● TASK BRIEF: In the records, each line holding "RunConfig" must be reported.

Segment Start: MATERIAL FOR THIS TASK

//! Run configuration.
//!
//! Loaded once from config.json at startup and passed explicitly to every
//! component. Provides recognition profiles, media slot, menu keys and timing.

use serde::{Deserialize, Serialize};
use std::collections::BTreeMap;
use std::fs;
use std::path::{Path, PathBuf};
use std::time::Duration;

use crate::error::{PilotError, Result};
use crate::glyph::CellGeometry;
use crate::vm::ScanCode;

/// Character chart used to seed a glyph map.
#[derive(Clone, Debug, PartialEq, Serialize, Deserialize)]
pub struct ReferenceFont {
    /// Chart image; cell at `row * columns + col` is the character with that code
    pub image: PathBuf,
    /// Line height of the chart; defaults to the profile's cell height
    #[serde(default)]
    pub line_height: Option<u32>,
    #[serde(default)]
    pub line_offset: u32,
    /// Bits each scanline of the chart is shifted left to line up with the screen font
    #[serde(default)]
    pub left_shift: u32,
    /// Chart is drawn dark on light
    #[serde(default)]
    pub invert: bool,
}

/// Recognition settings for one host font and resolution.
#[derive(Clone, Debug, PartialEq, Serialize, Deserialize)]
pub struct ReaderProfile {
    pub glyph_map: PathBuf,
    pub cell_width: u32,
    pub cell_height: u32,
    /// Scanlines per text row on screen; defaults to the cell height
    #[serde(default)]
    pub line_height: Option<u32>,
    #[serde(default)]
    pub line_offset: u32,
    /// Luma above this is an "on" pixel
    #[serde(default)]
    pub threshold: u8,
    #[serde(default)]
    pub invert: bool,
    #[serde(default)]
    pub reference: Option<ReferenceFont>,
}

impl ReaderProfile {
    /// Grid of the captured screen.
    pub fn geometry(&self) -> CellGeometry {
        CellGeometry {
            cell_width: self.cell_width,
            cell_height: self.cell_height,
            line_height: self.line_height.unwrap_or(self.cell_height),
            line_offset: self.line_offset,
        }
    }

    /// Grid of the reference chart, if one is configured.
    pub fn reference_geometry(&self) -> Option<CellGeometry> {
        self.reference.as_ref().map(|reference| CellGeometry {
            cell_width: self.cell_width,
            cell_height: self.cell_height,
            line_height: reference.line_height.unwrap_or(self.cell_height),
            line_offset: reference.line_offset,
        })
    }

    fn resolve_paths(&mut self, base: &Path) {
        self.glyph_map = crate::paths::resolve(base, &self.glyph_map);
        if let Some(reference) = &mut self.reference {
            reference.image = crate::paths::resolve(base, &reference.image);
        }
    }
}

/// Polling intervals, all in milliseconds.
#[derive(Clone, Debug, PartialEq, Serialize, Deserialize)]
#[serde(default)]
pub struct Timing {
    /// Default interval between screen polls while waiting for text
    pub poll_interval_ms: u64,
    /// Pause before retrying after a failed capture
    pub transient_retry_ms: u64,
    /// Interval between polls while navigating a menu
    pub menu_poll_ms: u64,
    /// Pause after a menu poll that saw an unchanged screen without the item
    pub stall_poll_ms: u64,
    /// Pause after each key press
    pub key_delay_ms: u64,
    /// Give up after this many polls of one wait; unbounded when absent
    pub max_polls: Option<u32>,
}

impl Default for Timing {
    fn default() -> Self {
        Self {
            poll_interval_ms: 2000,
            transient_retry_ms: 2000,
            menu_poll_ms: 500,
            stall_poll_ms: 2000,
            key_delay_ms: 100,
            max_polls: None,
        }
    }
}

impl Timing {
    pub fn poll_interval(&self) -> Duration {
        Duration::from_millis(self.poll_interval_ms)
    }

    pub fn transient_retry(&self) -> Duration {
        Duration::from_millis(self.transient_retry_ms)
    }

    pub fn menu_poll(&self) -> Duration {
        Duration::from_millis(self.menu_poll_ms)
    }

    pub fn stall_poll(&self) -> Duration {
        Duration::from_millis(self.stall_poll_ms)
    }

    pub fn key_delay(&self) -> Duration {
        Duration::from_millis(self.key_delay_ms)
    }
}

/// Keys and marker used to drive selection menus.
#[derive(Clone, Debug, PartialEq, Serialize, Deserialize)]
#[serde(default)]
pub struct MenuConfig {
    /// Confirms the highlighted item
    pub accept_key: ScanCode,
    /// Toggles or advances the highlighted item
    pub toggle_key: ScanCode,
    /// Character shown next to the selected item
    pub cursor: char,
}

impl Default for MenuConfig {
    fn default() -> Self {
        Self {
            accept_key: ScanCode::ENTER,
            toggle_key: ScanCode::SPACE,
            cursor: 'o',
        }
    }
}

/// Complete run configuration.
#[derive(Clone, Debug, PartialEq, Serialize, Deserialize)]
#[serde(default)]
pub struct RunConfig {
    /// Path to VBoxManage; the platform default when absent
    pub vboxmanage: Option<String>,
    /// Removable media slot, as `Controller-Port-Device`
    pub media_slot: String,
    pub default_profile: String,
    pub profiles: BTreeMap<String, ReaderProfile>,
    pub timing: Timing,
    pub menu: MenuConfig,
    /// Log every recognized screen
    pub echo_frames: bool,
}

fn default_profiles() -> BTreeMap<String, ReaderProfile> {
    let mut profiles = BTreeMap::new();
    // VirtualBox BIOS text mode
    profiles.insert(
        "bios".to_string(),
        ReaderProfile {
            glyph_map: PathBuf::from("ch_map_9x16.json"),
            cell_width: 9,
            cell_height: 16,
            line_height: None,
            line_offset: 0,
            threshold: 0,
            invert: false,
            reference: Some(ReferenceFont {
                image: PathBuf::from("vga9x16.png"),
                line_height: None,
                line_offset: 0,
                left_shift: 0,
                invert: false,
            }),
        },
    );
    // Guest VGA driver after the installer switches modes
    profiles.insert(
        "vga".to_string(),
        ReaderProfile {
            glyph_map: PathBuf::from("ch_map.json"),
            cell_width: 8,
            cell_height: 12,
            line_height: Some(14),
            line_offset: 0,
            threshold: 0,
            invert: false,
            reference: Some(ReferenceFont {
                image: PathBuf::from("pgcfont.png"),
                line_height: Some(16),
                line_offset: 1,
                left_shift: 1,
                invert: true,
            }),
        },
    );
    profiles
}

impl Default for RunConfig {
    fn default() -> Self {
        Self {
            vboxmanage: None,
            media_slot: "Floppy-0-0".to_string(),
            default_profile: "bios".to_string(),
            profiles: default_profiles(),
            timing: Timing::default(),
            menu: MenuConfig::default(),
            echo_frames: false,
        }
    }
}

impl RunConfig {
    pub fn profile(&self, name: &str) -> Result<&ReaderProfile> {
        self.profiles
            .get(name)
            .ok_or_else(|| PilotError::config(format!("unknown recognition profile {:?}", name)))
    }

    /// Checks everything that would otherwise fail halfway through a run.
    pub fn validate(&self) -> Result<()> {
        self.profile(&self.default_profile)?;

        for (name, profile) in &self.profiles {
            let in_profile = |e: PilotError| PilotError::config(format!("profile {:?}: {}", name, e));
            profile.geometry().validate().map_err(in_profile)?;
            if let Some(geometry) = profile.reference_geometry() {
                geometry.validate().map_err(in_profile)?;
            }
            if let Some(reference) = &profile.reference {
                if reference.left_shift + profile.cell_width > 32 {
                    return Err(PilotError::config(format!(
                        "profile {:?}: left shift {} pushes a {} pixel cell past 32 bits",
                        name, reference.left_shift, profile.cell_width
                    )));
                }
            }
        }

        let timing = &self.timing;
        if timing.poll_interval_ms == 0 || timing.menu_poll_ms == 0 {
            return Err(PilotError::config("poll intervals must be positive"));
        }
        if timing.stall_poll_ms <= timing.menu_poll_ms {
            return Err(PilotError::config(format!(
                "stall_poll_ms ({}) must be longer than menu_poll_ms ({})",
                timing.stall_poll_ms, timing.menu_poll_ms
            )));
        }
        if timing.max_polls == Some(0) {
            return Err(PilotError::config("max_polls must be at least 1"));
        }

        if self.menu.accept_key == self.menu.toggle_key {
            return Err(PilotError::config("menu accept and toggle keys must differ"));
        }
        if self.media_slot.splitn(3, '-').count() != 3 {
            return Err(PilotError::config(format!(
                "media slot {:?} is not Controller-Port-Device",
                self.media_slot
            )));
        }

        Ok(())
    }

    /// Makes every relative path absolute against `base`.
    pub fn resolve_paths(&mut self, base: &Path) {
        for profile in self.profiles.values_mut() {
            profile.resolve_paths(base);
        }
    }
}

/// Loads and validates the configuration at `path`.
///
/// A missing file yields the defaults. Relative paths inside the file are
/// taken relative to the directory holding it.
pub fn load_config(path: &Path) -> Result<RunConfig> {
    crate::log(&format!("Looking for config at: {}", path.display()));

    let mut config = if path.exists() {
        let contents = fs::read_to_string(path)?;
        let config: RunConfig = serde_json::from_str(&contents).map_err(|e| {
            PilotError::config(format!("failed to parse {}: {}", path.display(), e))
        })?;
        crate::log(&format!("Config loaded from {}", path.display()));
        config
    } else {
        crate::log(&format!(
            "{} not found. Using default config.",
            path.display()
        ));
        RunConfig::default()
    };

    let base = match path.parent() {
        Some(parent) if !parent.as_os_str().is_empty() => parent.to_path_buf(),
        _ => PathBuf::from("."),
    };
    config.resolve_paths(&base);
    config.validate()?;
    Ok(config)
}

Segment End: MATERIAL FOR THIS TASK

● RESULT OF THIS TASK:
pub struct RunConfig {
impl Default for RunConfig {
impl RunConfig {
pub fn load_config(path: &Path) -> Result<RunConfig> {
        let config: RunConfig = serde_json::from_str(&contents).map_err(|e| {
        RunConfig::default()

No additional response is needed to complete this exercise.